Connecticut College is celebrating “Green Dot Week,” a week-long series of events and activities designed to raise awareness of the College’s Green Dot program in which students, faculty and staff are trained to help prevent power-based personal violence, including sexual violence, domestic violence, dating violence and stalking.
The Green Dot program is part of the College’s broader Think S.A.F.E. Project, managed by Darcie Folsom, director of sexual violence prevention and advocacy. Originally developed and funded in 2010 through a three-year, $300,000 grant from the U.S. Department of Justice's Office on Violence Against Women, the Think S.A.F.E. Project addresses sexual assault, dating violence and stalking by integrating prevention and response training and education into the campus culture, building a community coalition and enhancing victim services. When the three-year Department of Justice grant work was completed in 2013, the College took on this important commitment with support from College funds, and named Folsom to her current position.

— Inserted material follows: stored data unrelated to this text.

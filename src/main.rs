use std::sync::Arc;

use axum::http::{
    header::{ACCEPT, AUTHORIZATION, CONTENT_TYPE},
    HeaderValue, Method,
};
use chrono::Duration as ChronoDuration;
use dotenv::dotenv;
use sqlx::postgres::PgPoolOptions;
use tokio::{net::TcpListener, time::Duration};
use tower_http::cors::CorsLayer;
use tracing_subscriber::EnvFilter;

use jokiin_escrow::{
    config::Config,
    db::{DBClient, MarketStore, MemoryStore},
    routes::create_router,
    service::{
        background_jobs::AutoCompletionJob, notification_service::NotificationHub,
        payment_provider::HostedCheckoutGateway,
    },
    AppState,
};

#[tokio::main]
async fn main() -> anyhow::Result<()> {
    dotenv().ok();

    tracing_subscriber::fmt()
        .with_env_filter(EnvFilter::try_from_default_env().unwrap_or_else(|_| EnvFilter::new("info")))
        .init();

    let config = Config::init()?;

    let store: Arc<dyn MarketStore> = match &config.database_url {
        Some(url) => {
            let pool = PgPoolOptions::new()
                .max_connections(10)
                .connect(url)
                .await
                .map_err(|e| {
                    tracing::error!("🔥 Failed to connect to the database: {}", e);
                    e
                })?;
            tracing::info!("✅ Connection to the database is successful!");

            sqlx::migrate!("./migrations").run(&pool).await?;
            let db_client = DBClient::new(pool);
            db_client.health_check().await?;
            Arc::new(db_client)
        }
        None => {
            tracing::warn!("DATABASE_URL not set, running on the in-memory store; nothing will persist");
            Arc::new(MemoryStore::new())
        }
    };

    let gateway = Arc::new(HostedCheckoutGateway::new(&config)?);
    let hub = Arc::new(NotificationHub::new(config.hub_channel_capacity));
    let app_state = Arc::new(AppState::new(config.clone(), store.clone(), gateway, hub.clone()));

    let auto_completion = AutoCompletionJob::new(
        store,
        app_state.escrow_service.clone(),
        Duration::from_secs(config.auto_complete_interval_secs),
        ChronoDuration::hours(config.auto_complete_grace_hours),
    )
    .start();

    let cors = CorsLayer::new()
        .allow_origin(config.frontend_url.parse::<HeaderValue>()?)
        .allow_headers([AUTHORIZATION, ACCEPT, CONTENT_TYPE])
        .allow_credentials(true)
        .allow_methods([Method::GET, Method::POST, Method::PUT, Method::PATCH, Method::DELETE]);

    let app = create_router(app_state).layer(cors);

    let listener = TcpListener::bind(format!("0.0.0.0:{}", config.port)).await?;
    tracing::info!("🚀 Server is running on http://localhost:{}", config.port);

    // closing the hub ends open websocket streams so the drain can finish
    let shutdown_hub = hub.clone();
    axum::serve(listener, app)
        .with_graceful_shutdown(async move {
            shutdown_signal().await;
            shutdown_hub.shutdown();
        })
        .await?;

    auto_completion.stop().await;
    tracing::info!("Server stopped");

    Ok(())
}

async fn shutdown_signal() {
    if let Err(e) = tokio::signal::ctrl_c().await {
        tracing::error!("Failed to listen for shutdown signal: {}", e);
        std::future::pending::<()>().await;
    }
    tracing::info!("Shutdown signal received");
}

“The Green Dot program empowers individuals at Connecticut College to join a community of proactive bystanders who put forth a collective effort toward the prevention of sexual assault. It is an agent of positive cultural change, providing an education that benefits students far beyond their four years on campus” said Jackson Murphy, a member of the Class of 2014 and an intern with the Think S.AF.E. Project.
The week’s activities include:
Folsom and two students, Alia Roth ’14 and Jackson Murphy ’14, traveled to Hartford last week to meet with U.S. Senator Richard Blumenthal, who is providing leadership at a national level on the issue of sexual assault on college campuses.
“It is crucial that our legislators in D.C. are paying attention to the issues of sexual assault on college campuses and that they hear directly from the students so they can understand the concerns students have as well as the progress activists are making on their campuses,” said Roth. “The work that is being done at Connecticut College has been instrumental in creating a culture shift in how these issues are viewed and discussed among the student body.”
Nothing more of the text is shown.